Colleurs d’affiche, anonyme.

 La réclame, disait-on encore, était « devenue l’un des beaux-arts de notre époque, ou plutôt (elle) les a remplacés tous10 ». Bientôt, le critique Roger Marx s’enthousiasmait : l’affiche, comprise par tous les âges, était aimée du peuple ; elle avait désormais « remplacé, au dehors et au foyer, les peintures jadis visibles au seuil des palais, sous les voûtes des cloîtres et des églises11 ». C’est donc avec raison que Raymond Williams, au siècle suivant, pourra voir dans la publicité « l’art officiel du capitalisme12» : c’était un art qui prenait en somme la place si longtemps occupée par l’art religieux. Jacques Ellul l’avait compris : la sensibilité de l’homme moderne à la publicité comme à la propagande avait « une raison religieuse ». Car si la publicité était indispensable, c’était bien moins pour des motifs économiques que comme « célébration du système des temps modernes et liturgie d’une eucharistie nouvelle13 ».
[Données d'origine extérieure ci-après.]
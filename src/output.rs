//! Output writers (spec §6: "the only contract the core exposes to writers
//! is a snapshot gather call producing a global field identical in shape to
//! the initial one, plus the current simulation time"). Grounded in the
//! teacher's writer-trait layering (`io/output/plugin.rs`'s plugin-per-format
//! idea, without the bevy machinery); format selection is carried in
//! [`crate::params::Parameter`]'s `paraview`/`matlab` selectors.

use std::fs;
use std::io::{self, Write};
use std::path::{Path, PathBuf};

use crate::field::{Field, ParticleKind};
use crate::params::{MatlabOutput, ParaviewOutput, Parameter};

/// A snapshot of the global field at one point in simulated time, the only
/// input a writer ever sees.
pub struct Snapshot<'a> {
    pub field: &'a Field,
    pub time: f64,
    pub step: u64,
}

/// Implemented by every output format. `write` is only ever called on rank
/// 0, after a [`crate::domain::gather_field`].
pub trait Writer {
    fn write(&self, snapshot: &Snapshot, stem: &str) -> io::Result<()>;
}

/// Plain-text CSV writer: one row per particle, one file per step, matching
/// the columns of [`crate::field::ParticleRecord`]. This is the crate's own
/// baseline format, always written regardless of the `paraview`/`matlab`
/// selectors, since spec §6 names no tabular format explicitly.
pub struct CsvWriter {
    pub output_dir: PathBuf,
}

impl Writer for CsvWriter {
    fn write(&self, snapshot: &Snapshot, stem: &str) -> io::Result<()> {
        fs::create_dir_all(&self.output_dir)?;
        let path = self.output_dir.join(format!("{stem}_{:06}.csv", snapshot.step));
        let mut file = fs::File::create(path)?;
        writeln!(file, "# time {}", snapshot.time)?;
        writeln!(file, "x,y,z,vx,vy,vz,density,pressure,mass,kind")?;
        let field = snapshot.field;
        for i in 0..field.n_total() {
            let p = field.pos[i];
            let v = field.vel[i];
            writeln!(
                file,
                "{},{},{},{},{},{},{},{},{},{}",
                p.x,
                p.y,
                p.z,
                v.x,
                v.y,
                v.z,
                field.density[i],
                field.pressure[i],
                field.mass[i],
                kind_label(field.kind[i]),
            )?;
        }
        Ok(())
    }
}

fn kind_label(kind: ParticleKind) -> &'static str {
    match kind {
        ParticleKind::Free => "free",
        ParticleKind::Fixed => "fixed",
        ParticleKind::Moving(_) => "moving",
    }
}

/// Legacy-format stub: writes only a short header line naming the selector
/// in effect. The original Paraview/Matlab exporters are out of scope
/// (spec §1); this preserves the external contract (a file appears at the
/// expected path) without reimplementing either format.
pub struct StubWriter {
    pub output_dir: PathBuf,
    pub label: &'static str,
}

impl Writer for StubWriter {
    fn write(&self, snapshot: &Snapshot, stem: &str) -> io::Result<()> {
        fs::create_dir_all(&self.output_dir)?;
        let path = self.output_dir.join(format!("{stem}_{:06}.{}", snapshot.step, self.label));
        let mut file = fs::File::create(path)?;
        writeln!(file, "# {} output not implemented; {} particles at t={}", self.label, snapshot.field.n_total(), snapshot.time)
    }
}

/// Builds the writer set selected by `parameter`, rooted at `output_dir`.
pub fn writers_for(parameter: &Parameter, output_dir: &Path) -> Vec<Box<dyn Writer>> {
    let mut writers: Vec<Box<dyn Writer>> = vec![Box::new(CsvWriter { output_dir: output_dir.to_path_buf() })];
    match parameter.paraview {
        ParaviewOutput::NoParaview => {}
        _ => writers.push(Box::new(StubWriter { output_dir: output_dir.to_path_buf(), label: "vtk" })),
    }
    if let MatlabOutput::FullMatlab = parameter.matlab {
        writers.push(Box::new(StubWriter { output_dir: output_dir.to_path_buf(), label: "mat" }));
    }
    writers
}

/// Writes one snapshot through every writer in `writers`.
pub fn write_all(writers: &[Box<dyn Writer>], snapshot: &Snapshot, stem: &str) -> io::Result<()> {
    for writer in writers {
        writer.write(snapshot, stem)?;
    }
    Ok(())
}

#[cfg(test)]
mod tests {
    use super::*;
    use glam::DVec3;
    use tempfile_like_dir::temp_subdir;

    mod tempfile_like_dir {
        use std::path::PathBuf;

        /// A directory under the system temp root, unique per test, cleaned
        /// up on drop. Avoids pulling in the `tempfile` crate for three
        /// tests' worth of scratch space.
        pub struct TempDir(pub PathBuf);

        impl Drop for TempDir {
            fn drop(&mut self) {
                let _ = std::fs::remove_dir_all(&self.0);
            }
        }

        pub fn temp_subdir(name: &str) -> TempDir {
            let dir = std::env::temp_dir().join(format!("sph_solver_test_{name}_{}", std::process::id()));
            TempDir(dir)
        }
    }

    #[test]
    fn csv_writer_creates_one_row_per_particle() {
        let dir = temp_subdir("csv_writer");
        let mut field = Field::with_capacity(2);
        field.push(DVec3::ZERO, DVec3::ZERO, 1000.0, 0.0, 1.0, ParticleKind::Free);
        field.push(DVec3::X, DVec3::ZERO, 1000.0, 0.0, 1.0, ParticleKind::Fixed);
        let writer = CsvWriter { output_dir: dir.0.clone() };
        let snapshot = Snapshot { field: &field, time: 0.0, step: 0 };
        writer.write(&snapshot, "result").unwrap();
        let contents = std::fs::read_to_string(dir.0.join("result_000000.csv")).unwrap();
        assert_eq!(contents.lines().count(), 4);
    }

    #[test]
    fn writers_for_includes_csv_and_skips_paraview_when_disabled() {
        let mut parameter = Parameter::default_for_tests();
        parameter.paraview = ParaviewOutput::NoParaview;
        parameter.matlab = MatlabOutput::NoMatlab;
        let writers = writers_for(&parameter, Path::new("/tmp"));
        assert_eq!(writers.len(), 1);
    }
}
//! Time integration: derivative computation over the owned-particle range,
//! and the Euler / RK2-midpoint update rules (spec §4.5), grounded in
//! `original_source/CPP_Physics/TimeIntegration.cpp`'s
//! `derivativeComputation`/`eulerUpdate`/`RK2Update`/`timeIntegration`, with
//! the fork-join loop expressed via `rayon` per `fkjogu-stochasticsampling`'s
//! pattern instead of the original's `#pragma omp parallel for`.

use glam::DVec3;
use rayon::prelude::*;

use crate::communication::reduce_min_broadcast;
use crate::domain::{self, SubdomainInfo};
use crate::field::{Field, ParticleKind};
use crate::grid::BoxGrid;
use crate::neighbor::find_neighbors;
use crate::params::{IntegrationMethod, Parameter};
use crate::physics::{continuity, equation_of_state, momentum, update_moving, xsph_correction};
use mpi::topology::SystemCommunicator;

/// Per-particle derivatives over the *whole* field length: entries outside
/// `[starting_particle, ending_particle]` are left at zero, mirroring the
/// original's full-length but partially-filled derivative vectors.
pub struct Derivatives {
    pub d_density: Vec<f64>,
    pub d_velocity: Vec<DVec3>,
    pub d_position: Vec<DVec3>,
}

/// Computes density/velocity/position derivatives for every owned particle
/// (`derivativeComputation`). Re-sorts the grid unless `mid_point` is set,
/// since the midpoint field reuses the pre-step box assignment to avoid a
/// second sort (spec §3's `BoxGrid` note on the `2*kh` RK2 cell size).
pub fn derivative_computation(field: &Field, parameter: &Parameter, grid: &mut BoxGrid, info: &SubdomainInfo, mid_point: bool) -> Derivatives {
    if !mid_point {
        grid.sort(field);
    }
    let n = field.n_total();
    let mut d_density = vec![0.0; n];
    let mut d_velocity = vec![DVec3::ZERO; n];
    let mut d_position = vec![DVec3::ZERO; n];

    let range: Vec<usize> = (info.starting_particle..=info.ending_particle).collect();
    let results: Vec<(usize, f64, DVec3, DVec3)> = range
        .into_par_iter()
        .map(|i| {
            let b = grid.box_of(field.pos[i]);
            let neighbors = find_neighbors(i, b, field, grid, parameter.kh, parameter.kernel, true);
            let d_rho = continuity(i, &neighbors, field);
            let d_vel = if matches!(field.kind[i], ParticleKind::Free) {
                momentum(i, &neighbors, field, parameter)
            } else {
                DVec3::ZERO
            };
            let d_pos = xsph_correction(i, &neighbors, field, parameter);
            (i, d_rho, d_vel, d_pos)
        })
        .collect();

    for (i, d_rho, d_vel, d_pos) in results {
        d_density[i] = d_rho;
        d_velocity[i] = d_vel;
        d_position[i] = d_pos;
    }

    Derivatives { d_density, d_velocity, d_position }
}

/// Advances every owned particle by `k` from `current` into `next` using a
/// plain forward Euler step (`eulerUpdate`).
pub fn euler_update(current: &Field, next: &mut Field, parameter: &Parameter, info: &SubdomainInfo, derivatives: &Derivatives, t: f64, k: f64) {
    *next = current.clone();
    for i in info.starting_particle..=info.ending_particle {
        next.density[i] = current.density[i] + k * derivatives.d_density[i];
        match current.kind[i] {
            ParticleKind::Free => {
                next.vel[i] = current.vel[i] + derivatives.d_velocity[i] * k;
                next.pos[i] = current.pos[i] + derivatives.d_position[i] * k;
            }
            ParticleKind::Fixed => {}
            ParticleKind::Moving(_) => update_moving(next, i, parameter, t, k),
        }
        equation_of_state_refresh(next, i, parameter);
    }
}

/// Advances every owned particle by `k` from `current` into `next`, blending
/// the derivatives at `t` and at the RK2 midpoint with weight `theta`
/// (`RK2Update`).
pub fn rk2_update(current: &Field, mid: &Field, next: &mut Field, parameter: &Parameter, info: &SubdomainInfo, current_d: &Derivatives, mid_d: &Derivatives, t: f64, k: f64) {
    *next = current.clone();
    let theta = parameter.theta;
    for i in info.starting_particle..=info.ending_particle {
        next.density[i] = current.density[i] + k * ((1.0 - theta) * current_d.d_density[i] + theta * mid_d.d_density[i]);
        match current.kind[i] {
            ParticleKind::Free => {
                next.vel[i] = current.vel[i] + (current_d.d_velocity[i] * (1.0 - theta) + mid_d.d_velocity[i] * theta) * k;
                next.pos[i] = current.pos[i] + (current_d.d_position[i] * (1.0 - theta) + mid_d.d_position[i] * theta) * k;
            }
            ParticleKind::Fixed => {}
            ParticleKind::Moving(_) => update_moving(next, i, parameter, t, k),
        }
        equation_of_state_refresh(next, i, parameter);
    }
}

fn equation_of_state_refresh(field: &mut Field, i: usize, parameter: &Parameter) {
    field.pressure[i] = equation_of_state(field.density[i], parameter);
}

/// One full time step from `(current, t)` to `(next, t+k)`: derivative
/// computation, a method-dependent update, and — for RK2 — the midpoint
/// halo re-share over `world` (`timeIntegration` + `shareRKMidpoint`). Also
/// returns the derivatives computed at `current`, so the caller can feed
/// them into [`propose_next_timestep`]'s force-magnitude term without a
/// second derivative pass.
pub fn time_integration(world: &SystemCommunicator, current: &Field, grid: &mut BoxGrid, parameter: &Parameter, info: &SubdomainInfo, t: f64, k: f64) -> (Field, Derivatives) {
    let current_d = derivative_computation(current, parameter, grid, info, false);
    let mut next = Field::default();
    match parameter.integration_method {
        IntegrationMethod::Euler => {
            euler_update(current, &mut next, parameter, info, &current_d, t, k);
        }
        IntegrationMethod::Rk2 => {
            let k_mid = 0.5 * k / parameter.theta;
            let mut mid = current.clone();
            euler_update(current, &mut mid, parameter, info, &current_d, t, k_mid);
            domain::share_rk2_midpoint(world, &mut mid, info).expect("midpoint re-share failed");
            let mid_d = derivative_computation(&mid, parameter, grid, info, true);
            rk2_update(current, &mid, &mut next, parameter, info, &current_d, &mid_d, t, k);
        }
    }
    (next, current_d)
}

/// Courant-like adaptive timestep proposal, bounded by local maxima of both
/// speed and force magnitude (spec §4.5): `kh / (c + max|v|)` for the speed
/// term, `sqrt(kh / max|dv/dt|)` for the acceleration term, the smaller of
/// the two reduced to the global minimum across ranks when
/// `parameter.adaptive_time_step` is set (Open Question 1's fixed reduction
/// lives in [`crate::communication::reduce_min_broadcast`]).
pub fn propose_next_timestep(world: &SystemCommunicator, field: &Field, derivatives: &Derivatives, parameter: &Parameter, info: &SubdomainInfo) -> f64 {
    if !parameter.adaptive_time_step {
        return parameter.k;
    }
    let max_speed = (info.starting_particle..=info.ending_particle).map(|i| field.vel[i].length()).fold(0.0_f64, f64::max);
    let max_accel = (info.starting_particle..=info.ending_particle).map(|i| derivatives.d_velocity[i].length()).fold(0.0_f64, f64::max);
    let speed_bound = parameter.kh / (parameter.c + max_speed);
    let local_proposition = if max_accel > 0.0 {
        speed_bound.min((parameter.kh / max_accel).sqrt())
    } else {
        speed_bound
    };
    reduce_min_broadcast(world, local_proposition)
}

#[cfg(test)]
mod tests {
    use super::*;
    use crate::field::ParticleKind;
    use crate::params::Parameter;

    fn single_free_particle_field() -> (Field, SubdomainInfo) {
        let mut field = Field::with_capacity(1);
        field.push(DVec3::ZERO, DVec3::new(1.0, 0.0, 0.0), 1000.0, 0.0, 1.0, ParticleKind::Free);
        let info = SubdomainInfo { rank: 0, n_ranks: 1, starting_box: 0, ending_box: 0, starting_particle: 0, ending_particle: 0, box_size: 0.04 };
        (field, info)
    }

    #[test]
    fn euler_update_advances_free_particle_by_velocity() {
        let (field, info) = single_free_particle_field();
        let parameter = Parameter::default_for_tests();
        let derivatives = Derivatives { d_density: vec![0.0], d_velocity: vec![DVec3::ZERO], d_position: vec![DVec3::new(1.0, 0.0, 0.0)] };
        let mut next = Field::default();
        euler_update(&field, &mut next, &parameter, &info, &derivatives, 0.0, 0.1);
        assert!((next.pos[0].x - 0.1).abs() < 1e-12);
    }

    #[test]
    fn fixed_particle_position_is_unchanged_by_euler_update() {
        let mut field = Field::with_capacity(1);
        field.push(DVec3::new(2.0, 0.0, 0.0), DVec3::ZERO, 1000.0, 0.0, 1.0, ParticleKind::Fixed);
        let info = SubdomainInfo { rank: 0, n_ranks: 1, starting_box: 0, ending_box: 0, starting_particle: 0, ending_particle: 0, box_size: 0.04 };
        let parameter = Parameter::default_for_tests();
        let derivatives = Derivatives { d_density: vec![0.0], d_velocity: vec![DVec3::X], d_position: vec![DVec3::X] };
        let mut next = Field::default();
        euler_update(&field, &mut next, &parameter, &info, &derivatives, 0.0, 0.1);
        assert_eq!(next.pos[0], field.pos[0]);
    }

}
Mais d’où provenaient à présent ces gestes inédits ? Quelle autorité les commandait, et pour réaliser quelles espérances nouvelles ? La grande machine anonyme qui s’était mise en branle, ou plutôt le grand circuit de production et de consommation qu’était le capitalisme industriel moderne, trouvait certes dans la publicité son moteur idéal. Mais la publicité était d’abord celle des noms et des marques, et c’était l’absorption de tous ces noms auxquels il s’était successivement identifié comme à autant d’hosties qui avait causé la perte du pauvre Claude de Zola, réduit à un tas de pourriture sans nom. C’était elle qui donnait l’impulsion générale, qui permettait d’imprimer aux machines productrices de biens un rythme qui se répercutait partout, jusque dans les boutiques les plus éloignées des centres industriels. Une fois de plus, l’auteur anglais qu’avait traduit Philarète Chasles ne s’y était pas trompé : les bienfaits de la réclame s’étendaient à l’ensemble de la civilisation puisqu’elle établissait « dans toutes les branches du commerce et de l’industrie une circulation continue et progressive14 ». C’était une invention admirable qui faisait en effet circuler les objets, l’or et le désir dans le grand cycle productif mis en branle par les démocraties libérales, unissant inséparablement libéralisme économique et libéralisme politique.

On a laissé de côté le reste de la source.